Oh, listen, listen, listen! Now you know! Now you know whose name I would not speak! Not in this place! Oh, oh!—Will and Nancy; after all, they are only pieces of myself! They are no more to me than—me! But he is all I am not and long for! He is life outside myself, to meet mine! He is my light and my air and my hope and my heart's desire! She knew it—she knew it! She had taken my youth and my faith and my kindness with the world, and killed them, and then she tried to kill him too!—Love him? O God!" cried Christina, "what must he think of me!" And she began to shake with weeping.

"That cub!" said Ten Euyck. "You love that cub!" And he took her in his arms; and covering her throat and hair with kisses, he held her off again, and tried to see into her face. "Do you?" he cried. "Do you? Do you?"

"Give me a handkerchief!" Christina snapped.

He was surprised into releasing her; and plucking forth her own scrap of lace, she wiped her nose with some deliberation. "I look hideous. I should like those lights out!"
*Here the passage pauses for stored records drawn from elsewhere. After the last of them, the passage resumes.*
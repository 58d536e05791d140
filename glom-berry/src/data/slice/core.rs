use crate::consts::gray::*;
use crate::consts::label::*;
use crate::Idx2d;
use flate2::read::ZlibDecoder;
use flate2::write::ZlibEncoder;
use flate2::Compression;
use ndarray::iter::{Iter, IterMut};
use ndarray::{Array2, ArrayView2, ArrayViewMut2, Ix2};
use std::io::{Read, Write};
use std::ops::{Index, IndexMut};

#[cfg(feature = "serde")]
use serde::{Deserialize, Serialize};

/// 所有平面类型的共用不可变方法集合.
///
/// 这里有意把底层数据写死为 `ArrayView`/`ArrayViewMut` 降低灵活性,
/// 但使结构的意图更加明确.
macro_rules! impl_slice_immut {
    ($life: lifetime, $slice: ty, $array: ty, $elem: ty, $owned: ty, $immut: ident) => {
        /// 不可变方法集合.
        impl<$life> $slice {
            /// 直接初始化.
            #[inline]
            pub(crate) fn new(data: $array) -> Self {
                Self { data }
            }

            /// 获得 **底层** 数据的一份不可变 shallow copy.
            #[inline]
            pub fn array_view(&self) -> ArrayView2<$elem> {
                self.data.view()
            }

            /// 获取可以迭代平面像素的迭代器.
            #[inline]
            pub fn iter(&self) -> Iter<'_, $elem, Ix2> {
                self.data.iter()
            }

            /// 获取给定位置 (高, 宽) 的像素值. 越界时返回 `None`.
            #[inline]
            pub fn get(&self, pos: Idx2d) -> Option<&$elem> {
                self.data.get(pos)
            }

            /// 平面的分辨率 (高, 宽).
            #[inline]
            pub fn shape(&self) -> Idx2d {
                let &[h, w] = self.data.shape() else {
                    unreachable!()
                };
                (h, w)
            }

            /// 平面的像素个数.
            #[inline]
            pub fn size(&self) -> usize {
                let (h, w) = self.shape();
                h * w
            }

            /// 获得平面的高.
            #[inline]
            pub fn height(&self) -> usize {
                self.shape().0
            }

            /// 获得平面的宽.
            #[inline]
            pub fn width(&self) -> usize {
                self.shape().1
            }

            /// 判断一个索引是否合法 (未越界).
            #[inline]
            pub fn check(&self, (h, w): Idx2d) -> bool {
                let (h_len, w_len) = self.shape();
                h < h_len && w < w_len
            }

            /// 以行优先规则, 获取能迭代平面所有索引的迭代器.
            #[inline]
            pub fn pos_iter(&self) -> impl Iterator<Item = Idx2d> {
                super::iter::PosIter::new(self.shape())
            }

            /// 以行优先规则, 获取能迭代平面所有 `(索引, 像素值)` 的迭代器.
            #[inline]
            pub fn indexed_iter(&self) -> impl Iterator<Item = (Idx2d, &$elem)> {
                self.data.indexed_iter()
            }

            /// 获得一份不可变的 **本体** shallow copy.
            #[inline]
            pub fn shallow_copy(&self) -> $immut<'_> {
                $immut::new(self.array_view())
            }

            /// 克隆自己, 获得一个拥有所有权的平面对象.
            pub fn to_owned(&self) -> $owned {
                <$owned>::from_raw(self.data.to_owned())
            }
        }

        impl<$life> Index<Idx2d> for $slice {
            type Output = $elem;

            #[inline]
            fn index(&self, index: Idx2d) -> &Self::Output {
                &self.data[index]
            }
        }
    };
}

/// 所有平面类型的共用可变方法集合.
macro_rules! impl_slice_mut {
    ($slice: ty, $elem: ty) => {
        /// 可变方法集合.
        impl $slice {
            /// 获得 **底层** 数据的一份可变 shallow copy.
            #[inline]
            pub fn array_view_mut(&mut self) -> ArrayViewMut2<$elem> {
                self.data.view_mut()
            }

            /// 获取可以迭代并修改平面像素的迭代器.
            #[inline]
            pub fn iter_mut(&mut self) -> IterMut<'_, $elem, Ix2> {
                self.data.iter_mut()
            }

            /// 获取给定位置 (高, 宽) 的像素值, 并可就地修改. 越界时返回 `None`.
            #[inline]
            pub fn get_mut(&mut self, pos: Idx2d) -> Option<&mut $elem> {
                self.data.get_mut(pos)
            }

            /// 将平面所有像素填充为 `value`.
            #[inline]
            pub fn fill(&mut self, value: $elem) {
                self.data.fill(value);
            }
        }

        impl IndexMut<Idx2d> for $slice {
            #[inline]
            fn index_mut(&mut self, index: Idx2d) -> &mut Self::Output {
                &mut self.data[index]
            }
        }
    };
}

/// 拥有所有权的平面类型的共用方法集合.
macro_rules! impl_slice_owned {
    ($owned: ty, $immut: ident, $mutable: ident, $elem: ty) => {
        impl $owned {
            /// 从裸 `Array2` 数据直接创建实体.
            #[inline]
            pub fn from_raw(data: Array2<$elem>) -> Self {
                Self { data }
            }

            /// 创建给定形状的全背景平面.
            #[inline]
            pub fn zeros((h, w): Idx2d) -> Self {
                Self {
                    data: Array2::default((h, w)),
                }
            }

            /// 获得不可变平面引用.
            #[inline]
            pub fn as_immut(&self) -> $immut<'_> {
                $immut::new(self.data.view())
            }

            /// 获得可变平面引用.
            #[inline]
            pub fn as_mutable(&mut self) -> $mutable<'_> {
                $mutable::new(self.data.view_mut())
            }

            /// 直接获得底层数据.
            #[inline]
            pub fn into_raw(self) -> Array2<$elem> {
                self.data
            }
        }
    };
}

/// 不可变、借用的二维荧光强度平面. 像素以 `f32` 保存.
pub struct ScanSlice<'a> {
    /// 底层数据的轻量级视图.
    data: ArrayView2<'a, f32>,
}

/// 可变、借用的二维荧光强度平面.
pub struct ScanSliceMut<'a> {
    /// 底层数据的轻量级视图.
    data: ArrayViewMut2<'a, f32>,
}

/// 拥有所有权的二维荧光强度平面.
#[derive(Clone, Debug)]
#[cfg_attr(feature = "serde", derive(Serialize, Deserialize))]
pub struct OwnedScanSlice {
    data: Array2<f32>,
}

impl_slice_immut!('a, ScanSlice<'a>, ArrayView2<'a, f32>, f32, OwnedScanSlice, ScanSlice);
impl_slice_immut!('a, ScanSliceMut<'a>, ArrayViewMut2<'a, f32>, f32, OwnedScanSlice, ScanSlice);
impl_slice_mut!(ScanSliceMut<'_>, f32);
impl_slice_owned!(OwnedScanSlice, ScanSlice, ScanSliceMut, f32);

/// 不可变、借用的二维单通道 8-bit 灰度平面.
///
/// 该类型同时承担离散化灰度平面和 0/255 二值掩膜两种角色
/// (二者的存储与邻域操作完全一致); 掩膜角色以 [`MaskSlice`] 等别名出现.
pub struct GraySlice<'a> {
    /// 底层数据的轻量级视图.
    data: ArrayView2<'a, u8>,
}

/// 可变、借用的二维单通道 8-bit 灰度平面.
pub struct GraySliceMut<'a> {
    /// 底层数据的轻量级视图.
    data: ArrayViewMut2<'a, u8>,
}

/// 拥有所有权的二维单通道 8-bit 灰度平面.
#[derive(Clone, Debug)]
#[cfg_attr(feature = "serde", derive(Serialize, Deserialize))]
pub struct OwnedGraySlice {
    data: Array2<u8>,
}

/// 扮演二值掩膜角色的灰度平面. 像素为 0 或 255.
pub type MaskSlice<'a> = GraySlice<'a>;

/// 扮演二值掩膜角色的可变灰度平面.
pub type MaskSliceMut<'a> = GraySliceMut<'a>;

/// 扮演二值掩膜角色的、拥有所有权的灰度平面.
pub type OwnedMaskSlice = OwnedGraySlice;

impl_slice_immut!('a, GraySlice<'a>, ArrayView2<'a, u8>, u8, OwnedGraySlice, GraySlice);
impl_slice_immut!('a, GraySliceMut<'a>, ArrayViewMut2<'a, u8>, u8, OwnedGraySlice, GraySlice);
impl_slice_mut!(GraySliceMut<'_>, u8);
impl_slice_owned!(OwnedGraySlice, GraySlice, GraySliceMut, u8);

/// 灰度/掩膜特有的不可变方法集合.
macro_rules! impl_gray_slice_immut {
    ($($slice: ty),+) => {
        $(
            impl $slice {
                /// 该平面是否为全背景?
                #[inline]
                pub fn is_background(&self) -> bool {
                    self.data.iter().copied().all(is_background)
                }

                /// 统计平面中非零 (前景) 像素的总个数.
                #[inline]
                pub fn count_foreground(&self) -> usize {
                    self.data.iter().copied().filter(|p| is_foreground(*p)).count()
                }
            }
        )+
    };
}

impl_gray_slice_immut!(GraySlice<'_>, GraySliceMut<'_>);

/// 不可变、借用的二维标签平面. 体素值 0 为背景, 正数为对象标识.
pub struct LabelSlice<'a> {
    /// 底层数据的轻量级视图.
    data: ArrayView2<'a, u32>,
}

/// 可变、借用的二维标签平面.
pub struct LabelSliceMut<'a> {
    /// 底层数据的轻量级视图.
    data: ArrayViewMut2<'a, u32>,
}

/// 拥有所有权的二维标签平面.
///
/// 滑动窗口内的平面以该形式持有; 被 flush 后交由 plane store 存储.
#[derive(Clone, Debug)]
#[cfg_attr(feature = "serde", derive(Serialize, Deserialize))]
pub struct OwnedLabelSlice {
    data: Array2<u32>,
}

impl_slice_immut!('a, LabelSlice<'a>, ArrayView2<'a, u32>, u32, OwnedLabelSlice, LabelSlice);
impl_slice_immut!('a, LabelSliceMut<'a>, ArrayViewMut2<'a, u32>, u32, OwnedLabelSlice, LabelSlice);
impl_slice_mut!(LabelSliceMut<'_>, u32);
impl_slice_owned!(OwnedLabelSlice, LabelSlice, LabelSliceMut, u32);

/// 标签特有的不可变方法集合.
macro_rules! impl_label_slice_immut {
    ($($slice: ty),+) => {
        $(
            impl $slice {
                /// 统计平面中值为 `label` 的体素总个数.
                #[inline]
                pub fn count(&self, label: u32) -> usize {
                    self.data.iter().filter(|&p| *p == label).count()
                }

                /// 该平面是否不含任何对象体素?
                #[inline]
                pub fn is_background(&self) -> bool {
                    self.data.iter().copied().all(is_label_background)
                }

                /// 将平面转化为行优先的序列化存储.
                pub fn as_row_major_vec(&self) -> Vec<u32> {
                    let mut buf = Vec::with_capacity(self.size());
                    buf.extend(self.iter());
                    buf
                }
            }
        )+
    };
}

impl_label_slice_immut!(LabelSlice<'_>, LabelSliceMut<'_>);

/// 标签特有的可变方法集合.
impl LabelSliceMut<'_> {
    /// 将平面中值为 `old` 的体素全部替换为 `new`.
    ///
    /// 返回总共成功替换的个数.
    pub fn replace(&mut self, old: u32, new: u32) -> usize {
        let mut cnt = 0usize;
        self.data
            .iter_mut()
            .filter(|pix| **pix == old)
            .for_each(|p| {
                cnt += 1;
                *p = new;
            });
        cnt
    }
}

impl OwnedLabelSlice {
    /// 压缩数据.
    pub fn compress(&self) -> CompactLabelSlice {
        let slice = self.as_immut();
        let mut e = ZlibEncoder::new(Vec::with_capacity(8), Compression::best());
        for pix in slice.iter() {
            e.write_all(&pix.to_le_bytes()).expect("Compression error");
        }
        CompactLabelSlice {
            buf: e.finish().expect("Compression error"),
            sh: slice.shape(),
        }
    }
}

/// 压缩存储的 `OwnedLabelSlice`; 不透明类型.
///
/// 被 flush 出滑动窗口的标签平面不再可变, 可以以该形式廉价驻留内存.
#[derive(Debug, Clone)]
#[cfg_attr(feature = "serde", derive(Serialize, Deserialize))]
pub struct CompactLabelSlice {
    /// 压缩的不透明字节流.
    buf: Vec<u8>,

    /// 形状.
    sh: Idx2d,
}

impl CompactLabelSlice {
    /// 解压缩数据.
    pub fn decompress(self) -> OwnedLabelSlice {
        let Self { buf, sh: (h, w) } = self;
        let mut d = ZlibDecoder::new(buf.as_slice());
        let mut bytes = Vec::with_capacity(h * w * 4);
        d.read_to_end(&mut bytes).expect("Decompression error");
        debug_assert_eq!(bytes.len(), h * w * 4);
        let data = bytes
            .chunks_exact(4)
            .map(|c| u32::from_le_bytes([c[0], c[1], c[2], c[3]]))
            .collect();
        let data = Array2::<u32>::from_shape_vec((h, w), data).unwrap();
        OwnedLabelSlice { data }
    }
}

#[cfg(test)]
mod tests {
    use super::*;
    use ndarray::array;

    #[test]
    fn test_mask_slice_basic() {
        let mask = OwnedMaskSlice::from_raw(array![[0, 255, 0], [0, 0, 255]]);
        let v = mask.as_immut();
        assert_eq!(v.shape(), (2, 3));
        assert_eq!(v.size(), 6);
        assert_eq!(v.count_foreground(), 2);
        assert!(!v.is_background());
        assert!(v.check((1, 2)));
        assert!(!v.check((2, 0)));

        let empty = OwnedMaskSlice::zeros((4, 4));
        assert!(empty.as_immut().is_background());
    }

    #[test]
    fn test_label_replace_and_count() {
        let mut label = OwnedLabelSlice::from_raw(array![[0, 1, 1], [2, 0, 1]]);
        assert_eq!(label.as_immut().count(1), 3);
        let replaced = label.as_mutable().replace(1, 2);
        assert_eq!(replaced, 3);
        assert_eq!(label.as_immut().count(2), 4);
        assert_eq!(label.as_immut().count(1), 0);
    }

    #[test]
    fn test_compact_label_roundtrip() {
        let label = OwnedLabelSlice::from_raw(array![[0, 70000], [123456, 3]]);
        let compact = label.clone().compress();
        let restored = compact.decompress();
        assert_eq!(restored.as_immut().shape(), (2, 2));
        assert_eq!(restored.as_immut()[(0, 1)], 70000);
        assert_eq!(restored.as_immut().count(3), 1);
        assert_eq!(restored.into_raw(), label.into_raw());
    }
}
He went about putting out light after light, till she said,

"Leave my lamp!"

She was standing beneath it, pensive and grave and now quite pale, with her back to the mantelshelf, her soft, fair arms stretched out along its length, and her head hanging. She might have been bound there, beneath the single lamp, like an olden criminal to a seacoast rock before the rising tide. The pale light floated over her as Ten Euyck came up and seemed to illumine her within a magic circle.

"My dear," Ten Euyck began, with a kind of solemn fierceness, "when you made me accomplice in a crime, when you came here to me like this to-night, did you really dream that you could change your mind? Did you suppose you could make me ridiculous again? Do you know where you are? And under what circumstances? There is a slang phrase, Christina—do you really think you can get away with it?"

"No," Christina replied. She quietly lifted her head. Her eyes rested soberly on his. "I am here, with you. I am alone. There is no Rebecca's window here to dash myself from. You see I have counted up everything. And this is what I will do. If I cannot die now, I can die to-morrow. You can not watch me forever. And in the hour when you leave me, I shall find a way to die."